##### Data extracts #####

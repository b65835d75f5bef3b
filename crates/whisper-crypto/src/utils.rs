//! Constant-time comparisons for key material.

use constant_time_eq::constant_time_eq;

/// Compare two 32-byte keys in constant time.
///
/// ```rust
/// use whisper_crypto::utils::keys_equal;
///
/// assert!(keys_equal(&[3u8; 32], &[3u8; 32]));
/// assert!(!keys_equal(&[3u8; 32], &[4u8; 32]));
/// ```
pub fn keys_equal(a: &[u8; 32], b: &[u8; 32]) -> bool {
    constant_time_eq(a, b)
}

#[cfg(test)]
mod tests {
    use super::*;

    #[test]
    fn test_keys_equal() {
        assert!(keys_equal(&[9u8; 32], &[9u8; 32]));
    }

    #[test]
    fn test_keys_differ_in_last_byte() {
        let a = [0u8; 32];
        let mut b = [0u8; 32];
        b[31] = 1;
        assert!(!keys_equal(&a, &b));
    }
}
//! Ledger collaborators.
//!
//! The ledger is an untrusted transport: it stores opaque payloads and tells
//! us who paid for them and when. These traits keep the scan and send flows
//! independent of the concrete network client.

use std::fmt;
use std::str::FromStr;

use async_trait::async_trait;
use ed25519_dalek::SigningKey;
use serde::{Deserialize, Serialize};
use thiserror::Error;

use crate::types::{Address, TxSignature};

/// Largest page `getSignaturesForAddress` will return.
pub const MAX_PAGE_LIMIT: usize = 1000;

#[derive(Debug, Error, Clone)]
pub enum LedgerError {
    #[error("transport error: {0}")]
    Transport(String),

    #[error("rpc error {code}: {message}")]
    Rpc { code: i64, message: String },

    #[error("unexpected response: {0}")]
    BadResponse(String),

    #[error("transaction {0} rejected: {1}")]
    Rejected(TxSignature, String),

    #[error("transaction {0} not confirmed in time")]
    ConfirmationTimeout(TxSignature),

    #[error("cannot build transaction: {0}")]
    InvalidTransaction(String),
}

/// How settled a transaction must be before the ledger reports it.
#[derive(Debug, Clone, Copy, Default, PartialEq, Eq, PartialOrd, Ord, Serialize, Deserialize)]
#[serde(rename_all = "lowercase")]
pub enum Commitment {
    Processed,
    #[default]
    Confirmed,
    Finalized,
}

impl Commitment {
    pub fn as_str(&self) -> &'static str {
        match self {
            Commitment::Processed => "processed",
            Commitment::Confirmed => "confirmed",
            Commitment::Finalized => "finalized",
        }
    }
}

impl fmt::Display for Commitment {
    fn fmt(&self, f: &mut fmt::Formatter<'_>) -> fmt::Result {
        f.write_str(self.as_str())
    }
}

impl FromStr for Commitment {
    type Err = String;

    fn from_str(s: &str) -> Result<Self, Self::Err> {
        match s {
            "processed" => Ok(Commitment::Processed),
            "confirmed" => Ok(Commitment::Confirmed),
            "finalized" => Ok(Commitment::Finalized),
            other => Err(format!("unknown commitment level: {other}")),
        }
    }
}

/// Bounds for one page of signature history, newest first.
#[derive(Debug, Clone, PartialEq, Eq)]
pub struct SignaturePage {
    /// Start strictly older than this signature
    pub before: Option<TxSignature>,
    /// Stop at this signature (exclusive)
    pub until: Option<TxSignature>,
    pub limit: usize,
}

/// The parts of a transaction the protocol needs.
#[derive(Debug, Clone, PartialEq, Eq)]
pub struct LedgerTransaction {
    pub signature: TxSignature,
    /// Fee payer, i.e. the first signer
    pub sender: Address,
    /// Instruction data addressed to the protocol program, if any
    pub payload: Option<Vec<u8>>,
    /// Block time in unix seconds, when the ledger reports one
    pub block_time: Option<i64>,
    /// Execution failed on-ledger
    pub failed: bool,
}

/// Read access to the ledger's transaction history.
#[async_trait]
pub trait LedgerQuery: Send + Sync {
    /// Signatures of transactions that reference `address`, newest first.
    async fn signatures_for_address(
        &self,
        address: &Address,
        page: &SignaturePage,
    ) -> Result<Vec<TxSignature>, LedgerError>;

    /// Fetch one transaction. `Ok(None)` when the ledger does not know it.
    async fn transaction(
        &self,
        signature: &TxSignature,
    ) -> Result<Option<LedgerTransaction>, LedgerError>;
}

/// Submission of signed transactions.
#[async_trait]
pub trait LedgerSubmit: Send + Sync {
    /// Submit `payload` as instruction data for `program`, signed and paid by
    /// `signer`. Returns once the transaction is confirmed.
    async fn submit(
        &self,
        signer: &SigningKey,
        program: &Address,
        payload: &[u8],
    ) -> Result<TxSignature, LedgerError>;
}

#####
##### Data extracts #####

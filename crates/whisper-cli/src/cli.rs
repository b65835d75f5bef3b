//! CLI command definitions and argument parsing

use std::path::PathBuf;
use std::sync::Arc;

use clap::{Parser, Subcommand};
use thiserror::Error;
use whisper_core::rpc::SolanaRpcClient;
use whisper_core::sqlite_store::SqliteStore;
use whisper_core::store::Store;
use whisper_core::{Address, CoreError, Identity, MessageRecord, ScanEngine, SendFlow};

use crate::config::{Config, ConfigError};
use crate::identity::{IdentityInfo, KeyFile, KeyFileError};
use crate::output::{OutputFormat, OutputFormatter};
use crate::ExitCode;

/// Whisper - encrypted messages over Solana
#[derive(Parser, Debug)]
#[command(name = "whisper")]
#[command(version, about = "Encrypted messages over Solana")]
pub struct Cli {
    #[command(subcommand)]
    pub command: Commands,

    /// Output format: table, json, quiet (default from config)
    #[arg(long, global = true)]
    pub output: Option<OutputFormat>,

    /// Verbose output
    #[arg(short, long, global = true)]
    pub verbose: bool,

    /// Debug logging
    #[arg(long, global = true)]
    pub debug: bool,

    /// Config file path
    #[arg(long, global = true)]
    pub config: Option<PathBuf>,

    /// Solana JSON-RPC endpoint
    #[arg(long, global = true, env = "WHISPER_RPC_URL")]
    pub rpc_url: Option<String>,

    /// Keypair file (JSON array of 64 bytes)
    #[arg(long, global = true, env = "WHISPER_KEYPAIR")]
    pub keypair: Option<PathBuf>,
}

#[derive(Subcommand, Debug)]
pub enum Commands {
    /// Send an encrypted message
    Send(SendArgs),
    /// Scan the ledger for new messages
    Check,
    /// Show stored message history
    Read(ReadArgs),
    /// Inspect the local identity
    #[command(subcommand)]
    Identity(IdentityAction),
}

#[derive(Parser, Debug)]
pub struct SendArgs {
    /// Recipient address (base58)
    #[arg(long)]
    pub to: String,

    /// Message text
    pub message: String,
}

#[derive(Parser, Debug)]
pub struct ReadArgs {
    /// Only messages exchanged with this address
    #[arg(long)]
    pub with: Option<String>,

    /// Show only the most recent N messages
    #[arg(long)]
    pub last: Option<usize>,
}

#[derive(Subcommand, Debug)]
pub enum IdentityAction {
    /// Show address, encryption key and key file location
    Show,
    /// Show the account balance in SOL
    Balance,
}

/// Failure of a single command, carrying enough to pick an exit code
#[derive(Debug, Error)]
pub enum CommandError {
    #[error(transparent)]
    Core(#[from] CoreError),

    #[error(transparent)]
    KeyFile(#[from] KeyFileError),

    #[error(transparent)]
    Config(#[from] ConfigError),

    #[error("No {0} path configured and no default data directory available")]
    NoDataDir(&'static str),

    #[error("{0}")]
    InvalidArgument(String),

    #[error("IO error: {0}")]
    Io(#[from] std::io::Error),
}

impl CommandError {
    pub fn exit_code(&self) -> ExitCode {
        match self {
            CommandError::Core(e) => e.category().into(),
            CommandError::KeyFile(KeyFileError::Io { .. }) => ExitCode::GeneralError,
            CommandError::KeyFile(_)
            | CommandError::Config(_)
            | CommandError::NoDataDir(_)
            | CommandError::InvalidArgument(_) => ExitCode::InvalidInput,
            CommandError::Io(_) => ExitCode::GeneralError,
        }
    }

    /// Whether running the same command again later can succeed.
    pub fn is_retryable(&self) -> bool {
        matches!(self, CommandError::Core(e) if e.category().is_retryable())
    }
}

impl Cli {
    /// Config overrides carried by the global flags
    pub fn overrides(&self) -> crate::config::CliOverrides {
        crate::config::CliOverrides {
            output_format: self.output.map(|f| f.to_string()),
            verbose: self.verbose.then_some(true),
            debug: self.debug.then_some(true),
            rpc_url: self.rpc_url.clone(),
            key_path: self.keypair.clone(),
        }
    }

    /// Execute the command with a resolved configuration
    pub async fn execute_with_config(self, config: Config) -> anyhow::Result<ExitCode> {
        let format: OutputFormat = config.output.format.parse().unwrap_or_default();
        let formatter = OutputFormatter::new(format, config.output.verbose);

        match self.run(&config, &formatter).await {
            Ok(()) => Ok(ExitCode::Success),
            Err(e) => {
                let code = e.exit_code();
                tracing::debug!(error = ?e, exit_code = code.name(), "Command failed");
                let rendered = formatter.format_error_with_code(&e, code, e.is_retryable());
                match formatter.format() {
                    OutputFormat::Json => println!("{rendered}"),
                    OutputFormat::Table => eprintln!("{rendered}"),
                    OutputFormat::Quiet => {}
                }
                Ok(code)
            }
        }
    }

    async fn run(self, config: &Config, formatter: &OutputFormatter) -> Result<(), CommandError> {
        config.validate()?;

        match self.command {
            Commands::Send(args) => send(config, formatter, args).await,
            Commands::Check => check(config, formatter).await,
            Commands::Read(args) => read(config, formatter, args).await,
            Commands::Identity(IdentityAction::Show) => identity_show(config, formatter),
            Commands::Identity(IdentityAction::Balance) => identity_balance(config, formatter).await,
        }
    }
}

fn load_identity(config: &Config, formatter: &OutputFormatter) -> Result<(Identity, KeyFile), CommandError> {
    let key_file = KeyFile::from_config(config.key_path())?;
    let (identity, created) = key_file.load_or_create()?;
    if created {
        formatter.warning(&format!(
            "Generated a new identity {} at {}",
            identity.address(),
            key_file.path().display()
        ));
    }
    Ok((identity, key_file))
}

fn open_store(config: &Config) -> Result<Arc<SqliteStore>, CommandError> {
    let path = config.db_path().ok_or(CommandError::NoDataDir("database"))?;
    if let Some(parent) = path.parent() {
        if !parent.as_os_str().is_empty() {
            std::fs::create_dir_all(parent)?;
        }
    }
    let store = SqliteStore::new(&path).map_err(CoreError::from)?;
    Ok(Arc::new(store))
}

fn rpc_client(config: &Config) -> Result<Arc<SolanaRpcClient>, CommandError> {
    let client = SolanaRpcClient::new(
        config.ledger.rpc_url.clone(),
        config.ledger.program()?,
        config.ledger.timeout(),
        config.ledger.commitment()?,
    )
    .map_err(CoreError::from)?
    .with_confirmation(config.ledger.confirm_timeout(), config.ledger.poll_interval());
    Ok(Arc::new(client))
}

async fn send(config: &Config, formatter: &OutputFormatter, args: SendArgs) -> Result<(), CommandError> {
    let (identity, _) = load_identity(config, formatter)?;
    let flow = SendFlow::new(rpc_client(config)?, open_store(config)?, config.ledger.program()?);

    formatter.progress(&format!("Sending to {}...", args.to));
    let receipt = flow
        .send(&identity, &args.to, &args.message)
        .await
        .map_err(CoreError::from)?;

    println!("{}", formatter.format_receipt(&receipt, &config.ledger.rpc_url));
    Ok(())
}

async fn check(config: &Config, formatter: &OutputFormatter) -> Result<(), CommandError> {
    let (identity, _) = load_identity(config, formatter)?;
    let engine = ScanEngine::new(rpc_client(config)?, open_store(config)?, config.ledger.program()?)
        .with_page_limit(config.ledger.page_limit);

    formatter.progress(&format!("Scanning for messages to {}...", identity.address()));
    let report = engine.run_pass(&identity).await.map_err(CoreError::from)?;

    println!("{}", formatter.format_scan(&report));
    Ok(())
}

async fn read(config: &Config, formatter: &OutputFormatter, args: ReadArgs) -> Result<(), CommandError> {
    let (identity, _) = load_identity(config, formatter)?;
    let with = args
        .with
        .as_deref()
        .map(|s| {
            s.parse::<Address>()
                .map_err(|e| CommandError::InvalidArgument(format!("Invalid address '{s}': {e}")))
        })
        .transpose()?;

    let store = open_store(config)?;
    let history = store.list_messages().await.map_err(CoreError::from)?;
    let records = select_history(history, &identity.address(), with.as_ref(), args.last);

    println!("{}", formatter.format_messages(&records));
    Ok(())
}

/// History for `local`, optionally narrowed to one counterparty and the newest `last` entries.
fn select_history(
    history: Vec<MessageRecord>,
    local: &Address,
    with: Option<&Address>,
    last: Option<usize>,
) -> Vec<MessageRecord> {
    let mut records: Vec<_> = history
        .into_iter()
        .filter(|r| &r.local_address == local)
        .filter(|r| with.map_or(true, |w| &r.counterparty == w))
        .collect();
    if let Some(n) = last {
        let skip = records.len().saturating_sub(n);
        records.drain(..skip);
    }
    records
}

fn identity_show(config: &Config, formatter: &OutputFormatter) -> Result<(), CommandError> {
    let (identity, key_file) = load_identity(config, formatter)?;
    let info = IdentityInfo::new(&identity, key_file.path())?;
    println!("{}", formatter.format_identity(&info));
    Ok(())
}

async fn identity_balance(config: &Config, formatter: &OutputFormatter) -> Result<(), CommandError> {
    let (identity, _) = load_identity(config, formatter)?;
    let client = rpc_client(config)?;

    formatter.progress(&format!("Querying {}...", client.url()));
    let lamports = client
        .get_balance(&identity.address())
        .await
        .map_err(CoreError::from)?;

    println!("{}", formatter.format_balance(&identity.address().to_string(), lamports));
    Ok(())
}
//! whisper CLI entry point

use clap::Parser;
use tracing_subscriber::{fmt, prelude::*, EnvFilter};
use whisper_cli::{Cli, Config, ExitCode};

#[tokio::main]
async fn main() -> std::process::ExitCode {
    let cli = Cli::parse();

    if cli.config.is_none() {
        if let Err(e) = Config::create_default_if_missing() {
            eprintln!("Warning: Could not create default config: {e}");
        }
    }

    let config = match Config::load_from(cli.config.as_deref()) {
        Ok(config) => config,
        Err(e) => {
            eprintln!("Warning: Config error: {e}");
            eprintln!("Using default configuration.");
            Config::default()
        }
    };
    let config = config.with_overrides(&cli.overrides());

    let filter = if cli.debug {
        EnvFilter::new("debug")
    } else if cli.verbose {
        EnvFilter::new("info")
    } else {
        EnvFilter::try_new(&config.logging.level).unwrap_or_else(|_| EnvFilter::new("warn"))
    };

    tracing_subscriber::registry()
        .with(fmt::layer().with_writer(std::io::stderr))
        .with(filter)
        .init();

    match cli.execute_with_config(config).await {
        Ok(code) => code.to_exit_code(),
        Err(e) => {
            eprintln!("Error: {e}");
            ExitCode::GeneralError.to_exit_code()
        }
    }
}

#####
##### Data extracts #####

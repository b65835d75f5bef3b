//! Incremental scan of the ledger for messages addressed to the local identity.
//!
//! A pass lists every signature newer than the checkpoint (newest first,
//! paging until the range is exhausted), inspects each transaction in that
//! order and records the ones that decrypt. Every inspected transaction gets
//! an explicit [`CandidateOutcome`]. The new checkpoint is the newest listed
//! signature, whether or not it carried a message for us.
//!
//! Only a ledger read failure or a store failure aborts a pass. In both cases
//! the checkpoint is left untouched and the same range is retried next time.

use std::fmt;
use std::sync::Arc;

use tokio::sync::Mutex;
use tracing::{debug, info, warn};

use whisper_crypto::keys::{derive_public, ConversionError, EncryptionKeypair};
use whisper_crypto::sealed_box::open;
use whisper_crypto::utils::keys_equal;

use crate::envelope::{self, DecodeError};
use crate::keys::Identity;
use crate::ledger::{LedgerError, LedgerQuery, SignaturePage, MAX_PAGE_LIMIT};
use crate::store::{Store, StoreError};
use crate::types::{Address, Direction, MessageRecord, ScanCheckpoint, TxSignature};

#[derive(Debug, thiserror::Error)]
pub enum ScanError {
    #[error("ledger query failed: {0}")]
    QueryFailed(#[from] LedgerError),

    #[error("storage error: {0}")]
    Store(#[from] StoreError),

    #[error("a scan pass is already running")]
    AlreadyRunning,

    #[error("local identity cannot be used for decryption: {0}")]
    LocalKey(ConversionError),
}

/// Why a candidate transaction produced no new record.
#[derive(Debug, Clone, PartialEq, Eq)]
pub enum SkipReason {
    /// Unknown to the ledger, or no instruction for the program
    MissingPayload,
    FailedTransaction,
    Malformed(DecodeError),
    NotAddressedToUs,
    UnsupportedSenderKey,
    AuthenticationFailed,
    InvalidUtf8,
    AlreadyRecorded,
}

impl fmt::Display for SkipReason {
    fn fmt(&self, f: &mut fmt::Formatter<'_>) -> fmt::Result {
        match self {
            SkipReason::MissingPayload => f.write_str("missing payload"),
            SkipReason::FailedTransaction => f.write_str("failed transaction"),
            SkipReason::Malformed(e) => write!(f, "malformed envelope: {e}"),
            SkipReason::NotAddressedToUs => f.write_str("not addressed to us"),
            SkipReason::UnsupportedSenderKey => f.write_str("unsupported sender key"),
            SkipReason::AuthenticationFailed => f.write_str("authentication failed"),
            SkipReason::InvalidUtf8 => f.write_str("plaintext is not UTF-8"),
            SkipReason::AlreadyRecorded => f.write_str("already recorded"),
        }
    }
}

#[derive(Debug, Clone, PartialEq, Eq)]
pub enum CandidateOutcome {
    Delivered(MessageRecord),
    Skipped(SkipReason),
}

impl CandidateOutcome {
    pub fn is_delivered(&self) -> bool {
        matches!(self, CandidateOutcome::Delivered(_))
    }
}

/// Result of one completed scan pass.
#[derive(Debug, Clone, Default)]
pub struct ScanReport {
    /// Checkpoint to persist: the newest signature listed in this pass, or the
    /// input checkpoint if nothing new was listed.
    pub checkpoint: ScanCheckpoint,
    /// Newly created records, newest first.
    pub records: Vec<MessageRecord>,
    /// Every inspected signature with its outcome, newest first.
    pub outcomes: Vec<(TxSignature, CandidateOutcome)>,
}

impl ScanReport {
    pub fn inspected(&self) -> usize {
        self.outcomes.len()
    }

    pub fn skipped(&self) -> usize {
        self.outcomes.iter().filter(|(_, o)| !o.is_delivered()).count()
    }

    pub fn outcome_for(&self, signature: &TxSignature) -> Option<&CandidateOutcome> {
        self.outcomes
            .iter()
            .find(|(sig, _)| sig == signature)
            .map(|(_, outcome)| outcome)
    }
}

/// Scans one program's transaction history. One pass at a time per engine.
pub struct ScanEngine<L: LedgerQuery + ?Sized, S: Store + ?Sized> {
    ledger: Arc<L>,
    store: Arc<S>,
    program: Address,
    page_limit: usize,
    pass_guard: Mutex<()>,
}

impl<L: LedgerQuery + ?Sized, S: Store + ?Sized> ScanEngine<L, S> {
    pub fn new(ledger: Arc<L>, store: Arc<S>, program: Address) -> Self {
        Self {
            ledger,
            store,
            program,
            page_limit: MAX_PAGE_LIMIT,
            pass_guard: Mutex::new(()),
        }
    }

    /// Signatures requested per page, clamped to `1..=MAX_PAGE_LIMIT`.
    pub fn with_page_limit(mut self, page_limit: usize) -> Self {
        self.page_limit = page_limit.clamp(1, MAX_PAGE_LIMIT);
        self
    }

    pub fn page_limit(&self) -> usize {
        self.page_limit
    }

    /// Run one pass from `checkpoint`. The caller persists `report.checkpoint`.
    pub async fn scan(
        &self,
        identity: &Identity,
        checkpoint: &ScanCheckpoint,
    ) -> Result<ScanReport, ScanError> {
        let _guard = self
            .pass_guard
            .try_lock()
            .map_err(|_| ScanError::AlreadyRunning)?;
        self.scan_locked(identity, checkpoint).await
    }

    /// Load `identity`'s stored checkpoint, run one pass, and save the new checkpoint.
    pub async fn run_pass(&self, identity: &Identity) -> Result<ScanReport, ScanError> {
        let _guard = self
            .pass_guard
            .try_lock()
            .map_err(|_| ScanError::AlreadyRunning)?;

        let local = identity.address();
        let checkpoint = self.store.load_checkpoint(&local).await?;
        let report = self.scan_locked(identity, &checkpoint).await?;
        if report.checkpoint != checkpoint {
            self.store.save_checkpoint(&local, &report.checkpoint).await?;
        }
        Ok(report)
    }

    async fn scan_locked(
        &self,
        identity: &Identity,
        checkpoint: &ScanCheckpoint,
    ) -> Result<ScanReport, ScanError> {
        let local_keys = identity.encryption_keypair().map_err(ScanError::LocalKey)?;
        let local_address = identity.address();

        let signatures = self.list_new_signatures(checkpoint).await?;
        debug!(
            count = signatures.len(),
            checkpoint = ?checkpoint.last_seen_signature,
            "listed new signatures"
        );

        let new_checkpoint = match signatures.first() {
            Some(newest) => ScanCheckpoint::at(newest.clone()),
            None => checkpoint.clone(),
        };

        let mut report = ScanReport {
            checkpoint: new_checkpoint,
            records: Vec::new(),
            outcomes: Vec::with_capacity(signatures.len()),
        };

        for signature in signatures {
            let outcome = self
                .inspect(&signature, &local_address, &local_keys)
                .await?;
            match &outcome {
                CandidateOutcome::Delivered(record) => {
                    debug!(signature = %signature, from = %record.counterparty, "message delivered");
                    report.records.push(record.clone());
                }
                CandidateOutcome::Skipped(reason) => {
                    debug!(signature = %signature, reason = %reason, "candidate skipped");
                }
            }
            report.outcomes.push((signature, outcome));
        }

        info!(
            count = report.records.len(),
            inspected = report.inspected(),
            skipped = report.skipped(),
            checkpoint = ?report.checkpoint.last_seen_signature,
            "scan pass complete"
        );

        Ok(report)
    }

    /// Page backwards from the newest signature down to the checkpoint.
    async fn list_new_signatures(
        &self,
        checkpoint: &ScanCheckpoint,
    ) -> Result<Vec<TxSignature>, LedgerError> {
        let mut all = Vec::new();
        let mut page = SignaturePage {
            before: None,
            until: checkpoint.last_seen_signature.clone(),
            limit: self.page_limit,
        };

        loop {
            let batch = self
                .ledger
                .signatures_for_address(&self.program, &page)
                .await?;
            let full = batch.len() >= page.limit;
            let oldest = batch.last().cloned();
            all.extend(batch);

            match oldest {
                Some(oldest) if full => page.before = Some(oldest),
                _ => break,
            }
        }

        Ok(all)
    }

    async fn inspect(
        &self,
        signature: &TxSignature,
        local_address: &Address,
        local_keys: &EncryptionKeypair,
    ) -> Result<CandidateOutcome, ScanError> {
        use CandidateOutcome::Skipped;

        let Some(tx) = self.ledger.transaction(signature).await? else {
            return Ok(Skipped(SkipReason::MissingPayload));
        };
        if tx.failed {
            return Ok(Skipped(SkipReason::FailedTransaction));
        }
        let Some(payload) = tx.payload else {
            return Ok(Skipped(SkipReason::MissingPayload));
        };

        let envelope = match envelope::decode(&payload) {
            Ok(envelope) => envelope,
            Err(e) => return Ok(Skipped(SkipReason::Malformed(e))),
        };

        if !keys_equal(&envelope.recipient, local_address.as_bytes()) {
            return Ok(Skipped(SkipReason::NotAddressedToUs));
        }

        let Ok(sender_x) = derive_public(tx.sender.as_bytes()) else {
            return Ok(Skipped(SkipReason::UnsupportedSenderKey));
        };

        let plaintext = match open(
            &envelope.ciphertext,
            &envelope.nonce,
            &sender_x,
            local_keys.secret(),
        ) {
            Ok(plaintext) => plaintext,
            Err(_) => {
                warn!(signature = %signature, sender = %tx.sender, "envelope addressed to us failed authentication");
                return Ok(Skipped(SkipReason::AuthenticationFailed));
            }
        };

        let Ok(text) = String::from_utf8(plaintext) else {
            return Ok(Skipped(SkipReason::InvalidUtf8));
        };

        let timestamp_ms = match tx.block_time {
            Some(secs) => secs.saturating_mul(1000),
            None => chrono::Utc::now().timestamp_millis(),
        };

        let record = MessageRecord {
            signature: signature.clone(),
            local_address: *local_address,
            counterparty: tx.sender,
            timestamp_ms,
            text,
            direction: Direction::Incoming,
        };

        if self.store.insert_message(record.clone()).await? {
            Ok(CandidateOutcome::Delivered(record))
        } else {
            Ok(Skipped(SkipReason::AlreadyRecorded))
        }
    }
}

#####

Activity: Copy every line above in which the string "StoreError" shows up.

Response box:
use crate::store::{Store, StoreError};
    Store(#[from] StoreError),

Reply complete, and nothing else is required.